**** Working data ****

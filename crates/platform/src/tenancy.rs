//! Multi-tenancy: tenant lifecycle, activation, and tenant-scoped users.

use chrono::{DateTime, Utc};
use dashmap::mapref::entry::Entry;
use dashmap::DashMap;
use grc_core::error::{GrcError, GrcResult};
use rand::Rng;
use serde::{Deserialize, Serialize};
use sha2::{Digest, Sha256};
use tracing::info;
use uuid::Uuid;

/// Tenant lifecycle status.
#[derive(Debug, Clone, Copy, PartialEq, Eq, Serialize, Deserialize)]
#[serde(rename_all = "snake_case")]
pub enum TenantStatus {
    Pending,
    Active,
    Suspended,
    Archived,
    Deleted,
}

/// A single tenant (customer organization) in the platform.
#[derive(Debug, Clone, Serialize, Deserialize)]
pub struct Tenant {
    pub id: Uuid,
    pub name: String,
    pub slug: String,
    pub status: TenantStatus,
    pub admin_email: String,
    #[serde(skip_serializing, default)]
    pub activation_token: Option<String>,
    pub suspension_reason: Option<String>,
    pub created_at: DateTime<Utc>,
    pub updated_at: DateTime<Utc>,
    pub activated_at: Option<DateTime<Utc>>,
    pub deleted_at: Option<DateTime<Utc>>,
}

/// A user that belongs to exactly one tenant.
#[derive(Debug, Clone, Serialize, Deserialize)]
pub struct TenantUser {
    pub id: Uuid,
    pub tenant_id: Uuid,
    pub email: String,
    pub display_name: String,
    #[serde(skip_serializing, default)]
    pub password_hash: String,
    pub is_active: bool,
    pub created_at: DateTime<Utc>,
    pub last_login_at: Option<DateTime<Utc>>,
}

/// Multi-tenant manager backed by DashMap.
pub struct TenantManager {
    tenants: DashMap<Uuid, Tenant>,
    /// slug -> tenant id. Slugs stay reserved after soft delete.
    slugs: DashMap<String, Uuid>,
    users: DashMap<Uuid, TenantUser>,
}

impl Default for TenantManager {
    fn default() -> Self {
        Self::new()
    }
}

impl TenantManager {
    /// Create an empty manager.
    pub fn new() -> Self {
        Self {
            tenants: DashMap::new(),
            slugs: DashMap::new(),
            users: DashMap::new(),
        }
    }

    /// Normalize a requested slug: trimmed and lowercased.
    pub fn normalize_slug(slug: &str) -> String {
        slug.trim().to_lowercase()
    }

    /// Create a new tenant in `Pending` status with a one-time activation token.
    pub fn create_tenant(&self, name: &str, slug: &str, admin_email: &str) -> GrcResult<Tenant> {
        let name = name.trim();
        if name.is_empty() {
            return Err(GrcError::Validation("Tenant name is required".into()));
        }
        let slug = Self::normalize_slug(slug);
        if slug.is_empty() || !slug.chars().all(|c| c.is_ascii_alphanumeric() || c == '-') {
            return Err(GrcError::Validation(format!(
                "Invalid tenant slug '{slug}': use lowercase letters, digits and '-'"
            )));
        }

        let now = Utc::now();
        let tenant = Tenant {
            id: Uuid::new_v4(),
            name: name.to_string(),
            slug: slug.clone(),
            status: TenantStatus::Pending,
            admin_email: admin_email.trim().to_lowercase(),
            activation_token: Some(generate_token()),
            suspension_reason: None,
            created_at: now,
            updated_at: now,
            activated_at: None,
            deleted_at: None,
        };

        match self.slugs.entry(slug.clone()) {
            Entry::Occupied(_) => {
                return Err(GrcError::Conflict(format!(
                    "Tenant with slug '{slug}' already exists"
                )))
            }
            Entry::Vacant(v) => {
                v.insert(tenant.id);
            }
        }

        info!(tenant_id = %tenant.id, tenant_slug = %tenant.slug, "Tenant created");
        self.tenants.insert(tenant.id, tenant.clone());
        Ok(tenant)
    }

    /// Look up a tenant by id.
    pub fn get_tenant(&self, id: Uuid) -> Option<Tenant> {
        self.tenants.get(&id).map(|e| e.value().clone())
    }

    /// Look up a non-deleted tenant by slug.
    pub fn get_by_slug(&self, slug: &str) -> Option<Tenant> {
        let id = *self.slugs.get(&Self::normalize_slug(slug))?;
        self.get_tenant(id)
            .filter(|t| t.status != TenantStatus::Deleted)
    }

    /// List all tenants that are not soft-deleted, oldest first.
    pub fn list_tenants(&self) -> Vec<Tenant> {
        let mut tenants: Vec<Tenant> = self
            .tenants
            .iter()
            .filter(|e| e.value().status != TenantStatus::Deleted)
            .map(|e| e.value().clone())
            .collect();
        tenants.sort_by(|a, b| a.created_at.cmp(&b.created_at));
        tenants
    }

    /// Activate a pending tenant using its activation token.
    pub fn activate(&self, token: &str) -> GrcResult<Tenant> {
        let mut entry = self
            .tenants
            .iter_mut()
            .find(|e| e.value().activation_token.as_deref() == Some(token))
            .ok_or_else(|| GrcError::not_found("Activation token", "<redacted>"))?;

        let tenant = entry.value_mut();
        if tenant.status != TenantStatus::Pending {
            return Err(GrcError::invalid_transition(tenant.status, TenantStatus::Active));
        }
        let now = Utc::now();
        tenant.status = TenantStatus::Active;
        tenant.activation_token = None;
        tenant.activated_at = Some(now);
        tenant.updated_at = now;
        info!(tenant_id = %tenant.id, "Tenant activated");
        Ok(tenant.clone())
    }

    /// Suspend an active tenant.
    pub fn suspend_tenant(&self, id: Uuid, reason: Option<String>) -> GrcResult<Tenant> {
        self.transition(id, TenantStatus::Suspended, |t| {
            t.suspension_reason = reason;
        })
    }

    /// Reactivate a suspended tenant.
    pub fn reactivate_tenant(&self, id: Uuid) -> GrcResult<Tenant> {
        self.transition(id, TenantStatus::Active, |t| {
            t.suspension_reason = None;
        })
    }

    /// Archive a tenant (read-only retention).
    pub fn archive_tenant(&self, id: Uuid) -> GrcResult<Tenant> {
        self.transition(id, TenantStatus::Archived, |_| {})
    }

    /// Soft-delete a tenant. The record and slug are kept.
    pub fn soft_delete(&self, id: Uuid) -> GrcResult<Tenant> {
        self.transition(id, TenantStatus::Deleted, |t| {
            t.deleted_at = Some(Utc::now());
        })
    }

    fn transition(
        &self,
        id: Uuid,
        to: TenantStatus,
        apply: impl FnOnce(&mut Tenant),
    ) -> GrcResult<Tenant> {
        let mut entry = self
            .tenants
            .get_mut(&id)
            .ok_or_else(|| GrcError::not_found("Tenant", id))?;
        let tenant = entry.value_mut();
        let allowed = matches!(
            (tenant.status, to),
            (TenantStatus::Active, TenantStatus::Suspended)
                | (TenantStatus::Suspended, TenantStatus::Active)
                | (TenantStatus::Pending, TenantStatus::Archived)
                | (TenantStatus::Active, TenantStatus::Archived)
                | (TenantStatus::Suspended, TenantStatus::Archived)
                | (TenantStatus::Pending, TenantStatus::Deleted)
                | (TenantStatus::Active, TenantStatus::Deleted)
                | (TenantStatus::Suspended, TenantStatus::Deleted)
                | (TenantStatus::Archived, TenantStatus::Deleted)
        );
        if !allowed {
            return Err(GrcError::invalid_transition(tenant.status, to));
        }
        apply(tenant);
        tenant.status = to;
        tenant.updated_at = Utc::now();
        info!(tenant_id = %id, status = ?to, "Tenant status changed");
        Ok(tenant.clone())
    }

    /// Fail with `Forbidden` unless the tenant exists and is active.
    pub fn ensure_active(&self, id: Uuid) -> GrcResult<()> {
        match self.tenants.get(&id).map(|t| t.status) {
            Some(TenantStatus::Active) => Ok(()),
            Some(status) => Err(GrcError::Forbidden(format!("Tenant is {status:?}"))),
            None => Err(GrcError::not_found("Tenant", id)),
        }
    }

    // ─── Users ──────────────────────────────────────────────────────────────

    /// Add a user to a tenant. Emails are unique per tenant (case-insensitive).
    pub fn add_user(
        &self,
        tenant_id: Uuid,
        email: &str,
        display_name: &str,
        password: &str,
    ) -> GrcResult<TenantUser> {
        if !self.tenants.contains_key(&tenant_id) {
            return Err(GrcError::not_found("Tenant", tenant_id));
        }
        let email = email.trim().to_lowercase();
        if !email.contains('@') {
            return Err(GrcError::Validation(format!("Invalid email '{email}'")));
        }
        if password.len() < 8 {
            return Err(GrcError::Validation(
                "Password must be at least 8 characters".into(),
            ));
        }
        if self.find_user_by_email(tenant_id, &email).is_some() {
            return Err(GrcError::Conflict(format!(
                "User '{email}' already exists in tenant"
            )));
        }

        let user = TenantUser {
            id: Uuid::new_v4(),
            tenant_id,
            email,
            display_name: display_name.to_string(),
            password_hash: hash_password(tenant_id, password),
            is_active: true,
            created_at: Utc::now(),
            last_login_at: None,
        };
        info!(tenant_id = %tenant_id, user_id = %user.id, "Tenant user added");
        self.users.insert(user.id, user.clone());
        Ok(user)
    }

    pub fn get_user(&self, tenant_id: Uuid, user_id: Uuid) -> Option<TenantUser> {
        self.users
            .get(&user_id)
            .filter(|u| u.tenant_id == tenant_id)
            .map(|u| u.value().clone())
    }

    pub fn find_user_by_email(&self, tenant_id: Uuid, email: &str) -> Option<TenantUser> {
        let email = email.trim().to_lowercase();
        self.users
            .iter()
            .find(|u| u.tenant_id == tenant_id && u.email == email)
            .map(|u| u.value().clone())
    }

    pub fn list_users(&self, tenant_id: Uuid) -> Vec<TenantUser> {
        let mut users: Vec<TenantUser> = self
            .users
            .iter()
            .filter(|u| u.tenant_id == tenant_id)
            .map(|u| u.value().clone())
            .collect();
        users.sort_by(|a, b| a.email.cmp(&b.email));
        users
    }

    pub fn deactivate_user(&self, tenant_id: Uuid, user_id: Uuid) -> GrcResult<TenantUser> {
        let mut entry = self
            .users
            .get_mut(&user_id)
            .filter(|u| u.tenant_id == tenant_id)
            .ok_or_else(|| GrcError::not_found("User", user_id))?;
        entry.is_active = false;
        info!(tenant_id = %tenant_id, user_id = %user_id, "Tenant user deactivated");
        Ok(entry.clone())
    }

    /// Check a login attempt. Returns the tenant and user on success.
    pub fn verify_credentials(
        &self,
        slug: &str,
        email: &str,
        password: &str,
    ) -> GrcResult<(Tenant, TenantUser)> {
        let invalid = || GrcError::Forbidden("Invalid credentials".into());
        let tenant = self.get_by_slug(slug).ok_or_else(invalid)?;
        let user = self
            .find_user_by_email(tenant.id, email)
            .filter(|u| u.is_active)
            .ok_or_else(invalid)?;
        if user.password_hash != hash_password(tenant.id, password) {
            return Err(invalid());
        }
        if let Some(mut entry) = self.users.get_mut(&user.id) {
            entry.last_login_at = Some(Utc::now());
        }
        Ok((tenant, user))
    }
}

/// SHA-256 of `tenant_id:password`, hex encoded.
fn hash_password(tenant_id: Uuid, password: &str) -> String {
    let mut hasher = Sha256::new();
    hasher.update(format!("{tenant_id}:{password}").as_bytes());
    hex::encode(hasher.finalize())
}

/// Random 32-byte hex token.
fn generate_token() -> String {
    let mut rng = rand::thread_rng();
    let bytes: Vec<u8> = (0..32).map(|_| rng.gen()).collect();
    hex::encode(bytes)
}
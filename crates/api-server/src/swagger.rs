//! OpenAPI specification and Swagger UI configuration.

use utoipa::OpenApi;

#[derive(OpenApi)]
#[openapi(
    info(
        title = "GRC Platform API",
        version = "0.1.0",
        description = "Multi-tenant governance, risk and compliance platform.\n\nTenant onboarding, regulatory scope derivation, risk/control/assessment/evidence management, governance policies, audits and workflow orchestration. Management endpoints live under `/api/v1` and require a bearer token from `POST /api/v1/auth/login`.",
        license(name = "MIT"),
    ),
    tags(
        (name = "Operations", description = "Health, readiness, and liveness probes"),
        (name = "Onboarding", description = "Organization profile and asset inventory that drive scope derivation"),
    ),
    paths(
        crate::rest::health_check,
        crate::rest::readiness,
        crate::rest::liveness,
    ),
    components(schemas(
        crate::rest::HealthResponse,
        crate::rest::ReadinessResponse,
        grc_core::types::OrganizationProfile,
        grc_core::types::Asset,
        grc_core::types::AssetCriticality,
        grc_core::types::DataClassification,
    ))
)]
pub struct ApiDoc;
impl ManagementState {
    /// Wire every service and seed roles, the baseline policy and the default ruleset.
    pub fn new(config: &AppConfig) -> GrcResult<Self> {
        let tenants = Arc::new(TenantManager::new());
        let rbac = Arc::new(RbacEngine::new());
        rbac.seed_default_roles();
        let auth = Arc::new(AuthManager::new(&config.auth));
        let audit = Arc::new(AuditLogger::new());

        let enforcer = Arc::new(PolicyEnforcer::new(&config.policy));
        enforcer.load_baseline()?;
        let gate = Arc::new(PolicyGate::new(enforcer.clone(), audit.clone()));

        let store = Arc::new(ManagementStore::new());
        let rules = Arc::new(RulesEngine::new(store.clone(), audit.clone()));
        rules.seed_default_ruleset()?;
        let onboarding = Arc::new(OnboardingService::new(
            store.clone(),
            rules.clone(),
            audit.clone(),
            config.onboarding.clone(),
        ));

        let controls = Arc::new(ControlService::new());
        let risks = Arc::new(RiskService::new(controls.clone()));
        let assessments = Arc::new(AssessmentService::new(
            config.evidence.clone(),
            config.onboarding.evidence_naming_pattern.clone(),
            config.onboarding.evidence_sla_submit_days,
            gate.clone(),
        ));
        let policies = Arc::new(PolicyService::new(gate));
        let audits =
            Arc::new(AuditEngagementService::new(config.onboarding.remediation_sla_days.clone()));
        let assignees = Arc::new(AssigneeRouter::new(tenants.clone(), rbac.clone()));
        let workflows = Arc::new(WorkflowEngine::new(
            assignees.clone(),
            config.onboarding.evidence_sla_submit_days,
        ));
        let dashboard = Arc::new(DashboardService::new(
            assessments.clone(),
            risks.clone(),
            workflows.clone(),
            audits.clone(),
            policies.clone(),
            onboarding.clone(),
        ));

        let state = Self {
            config: Arc::new(config.clone()),
            tenants,
            rbac,
            auth,
            audit,
            enforcer,
            store,
            rules,
            onboarding,
            controls,
            risks,
            assessments,
            policies,
            audits,
            assignees,
            workflows,
            dashboard,
        };
        if config.seed_demo_data {
            state.seed_demo()?;
        }
        Ok(state)
    }

    /// Active demo tenant whose admin also holds the platform admin role.
    fn seed_demo(&self) -> GrcResult<()> {
        let tenant = self
            .tenants
            .create_tenant("Demo Organization", DEMO_TENANT_SLUG, DEMO_ADMIN_EMAIL)?;
        if let Some(token) = tenant.activation_token.as_deref() {
            self.tenants.activate(token)?;
        }
        let admin = self
            .tenants
            .add_user(tenant.id, DEMO_ADMIN_EMAIL, "Demo Administrator", DEMO_PASSWORD)?;
        self.rbac.assign_role_by_name(admin.id, role_names::TENANT_ADMIN);
        self.rbac.assign_role_by_name(admin.id, role_names::PLATFORM_ADMIN);
        let manager = self
            .tenants
            .add_user(
                tenant.id,
                "compliance@demo.local",
                "Demo Compliance Manager",
                DEMO_PASSWORD,
            )?;
        self.rbac.assign_role_by_name(manager.id, role_names::COMPLIANCE_MANAGER);
        info!(tenant_id = %tenant.id, slug = DEMO_TENANT_SLUG, "Demo tenant seeded");
        Ok(())
    }

    fn record(
        &self,
        caller: &CallerContext,
        action: &str,
        resource_type: &str,
        resource_id: impl ToString,
        details: serde_json::Value,
    ) {
        self.audit.log_action(
            caller.tenant_id,
            Some(caller.user_id),
            action,
            resource_type,
            &resource_id.to_string(),
            details,
            vec![],
        );
    }
}

// ─── Errors ────────────────────────────────────────────────────────────────

/// `GrcError` rendered as an HTTP response.
#[derive(Debug)]
pub struct ApiError(pub GrcError);

impl From<GrcError> for ApiError {
    fn from(err: GrcError) -> Self {
        ApiError(err)
    }
}

impl IntoResponse for ApiError {
    fn into_response(self) -> Response {
        let (status, error, remediation_hint) = match &self.0 {
            GrcError::NotFound { .. } => (StatusCode::NOT_FOUND, "not_found", None),
            GrcError::Validation(_) => (StatusCode::BAD_REQUEST, "validation_error", None),
            GrcError::Serialization(_) => (StatusCode::BAD_REQUEST, "invalid_payload", None),
            GrcError::Conflict(_) => (StatusCode::CONFLICT, "conflict", None),
            GrcError::InvalidTransition { .. } => {
                (StatusCode::CONFLICT, "invalid_transition", None)
            }
            GrcError::Forbidden(_) => (StatusCode::FORBIDDEN, "forbidden", None),
            GrcError::PolicyViolation { remediation_hint, .. } => (
                StatusCode::UNPROCESSABLE_ENTITY,
                "policy_violation",
                remediation_hint.clone(),
            ),
            GrcError::RulesEngine(_) => {
                (StatusCode::UNPROCESSABLE_ENTITY, "rules_engine_error", None)
            }
            GrcError::Config(_) | GrcError::Io(_) | GrcError::Internal(_) => {
                warn!(error = %self.0, "Internal error while handling request");
                (StatusCode::INTERNAL_SERVER_ERROR, "internal_error", None)
            }
        };
        (
            status,
            Json(ErrorResponse {
                error: error.to_string(),
                message: self.0.to_string(),
                remediation_hint,
            }),
        )
            .into_response()
    }
}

****

* [Instructions to follow]:
Identify and extract each line of the listing that contains "Debug".

* [Output for this task]:
#[derive(Debug, Clone, Copy, PartialEq, Eq, Serialize, Deserialize)]
#[derive(Debug, Clone, Serialize, Deserialize)]
#[derive(Debug, Clone, Serialize, Deserialize)]
#[derive(Debug)]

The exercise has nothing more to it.